◆ **Assignment**
Below is a listing. Copy each line of it that holds the word "stdout".

- - - -

//! Streaming compression filters.
//!
//! gzip and zstd are handled in-process; xz is piped through the external
//! `xz` tool so large volumes are never held in memory.

use std::fmt;
use std::fs::File;
use std::io::{self, Read, Write};
use std::process::{Command, Stdio};

use flate2::read::GzDecoder;
use flate2::write::GzEncoder;
use serde::Deserialize;

use crate::error::{ComposeError, IoContext, Result};

const ZSTD_LEVEL: i32 = 19;

#[derive(Debug, Clone, Copy, PartialEq, Eq, Deserialize, Default)]
#[serde(rename_all = "lowercase")]
pub enum Compression {
    None,
    Gzip,
    Zstd,
    #[default]
    Xz,
}

impl Compression {
    /// Pick the codec from a file name's extension; unknown extensions are
    /// treated as uncompressed.
    pub fn from_file_name(name: &str) -> Self {
        if name.ends_with(".xz") {
            Compression::Xz
        } else if name.ends_with(".gz") {
            Compression::Gzip
        } else if name.ends_with(".zst") {
            Compression::Zstd
        } else {
            Compression::None
        }
    }
}

impl fmt::Display for Compression {
    fn fmt(&self, f: &mut fmt::Formatter<'_>) -> fmt::Result {
        f.write_str(match self {
            Compression::None => "none",
            Compression::Gzip => "gzip",
            Compression::Zstd => "zstd",
            Compression::Xz => "xz",
        })
    }
}

/// Compress the concatenation of `inputs` into `out`.
///
/// Returns the number of uncompressed bytes consumed.
pub fn compress(
    compression: Compression,
    xz_tool: &str,
    inputs: &mut [&mut dyn Read],
    out: &mut File,
) -> Result<u64> {
    let ctx = || format!("{compression} compression");
    match compression {
        Compression::None => copy_all(inputs, out),
        Compression::Gzip => {
            let mut encoder = GzEncoder::new(out, flate2::Compression::default());
            let n = copy_all(inputs, &mut encoder)?;
            encoder.finish().io_context(ctx)?;
            Ok(n)
        }
        Compression::Zstd => {
            let mut encoder = zstd::stream::Encoder::new(out, ZSTD_LEVEL).io_context(ctx)?;
            let n = copy_all(inputs, &mut encoder)?;
            encoder.finish().io_context(ctx)?;
            Ok(n)
        }
        Compression::Xz => pipe_through(xz_tool, &["-c", "-T0"], inputs, out),
    }
}

/// Decompress `input` into `out`. Returns the number of bytes written.
pub fn decompress(
    compression: Compression,
    xz_tool: &str,
    input: &mut dyn Read,
    out: &mut File,
) -> Result<u64> {
    let ctx = || format!("{compression} decompression");
    match compression {
        Compression::None => io::copy(input, out).io_context(ctx),
        Compression::Gzip => io::copy(&mut GzDecoder::new(input), out).io_context(ctx),
        Compression::Zstd => {
            let mut decoder = zstd::stream::Decoder::new(input).io_context(ctx)?;
            io::copy(&mut decoder, out).io_context(ctx)
        }
        Compression::Xz => {
            pipe_through(xz_tool, &["-d", "-c"], &mut [input], out)?;
            out.metadata().map(|m| m.len()).io_context(ctx)
        }
    }
}

fn copy_all<W: Write>(inputs: &mut [&mut dyn Read], out: &mut W) -> Result<u64> {
    let mut total = 0;
    for input in inputs.iter_mut() {
        total += io::copy(input, out).io_context(|| "copying stream".to_string())?;
    }
    Ok(total)
}

/// Stream `inputs` into `program`'s stdin with its stdout redirected to `out`.
fn pipe_through(
    program: &str,
    args: &[&str],
    inputs: &mut [&mut dyn Read],
    out: &mut File,
) -> Result<u64> {
    let display = format!("{program} {}", args.join(" "));
    let stdout = out
        .try_clone()
        .io_context(|| format!("duplicating output handle for '{display}'"))?;
    let mut child = Command::new(program)
        .args(args)
        .stdin(Stdio::piped())
        .stdout(Stdio::from(stdout))
        .stderr(Stdio::piped())
        .spawn()
        .io_context(|| format!("spawning '{display}'"))?;

    let fed = match child.stdin.take() {
        Some(mut stdin) => copy_all(inputs, &mut stdin),
        None => Ok(0),
    };
    let output = child
        .wait_with_output()
        .io_context(|| format!("waiting for '{display}'"))?;
    if !output.status.success() {
        return Err(ComposeError::Subprocess {
            command: display,
            code: output.status.code(),
            stdout: String::new(),
            stderr: String::from_utf8_lossy(&output.stderr).into_owned(),
        });
    }
    fed
}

- - - -

◆ **Solution below**
/// Stream `inputs` into `program`'s stdin with its stdout redirected to `out`.
    let stdout = out
        .stdout(Stdio::from(stdout))
            stdout: String::new(),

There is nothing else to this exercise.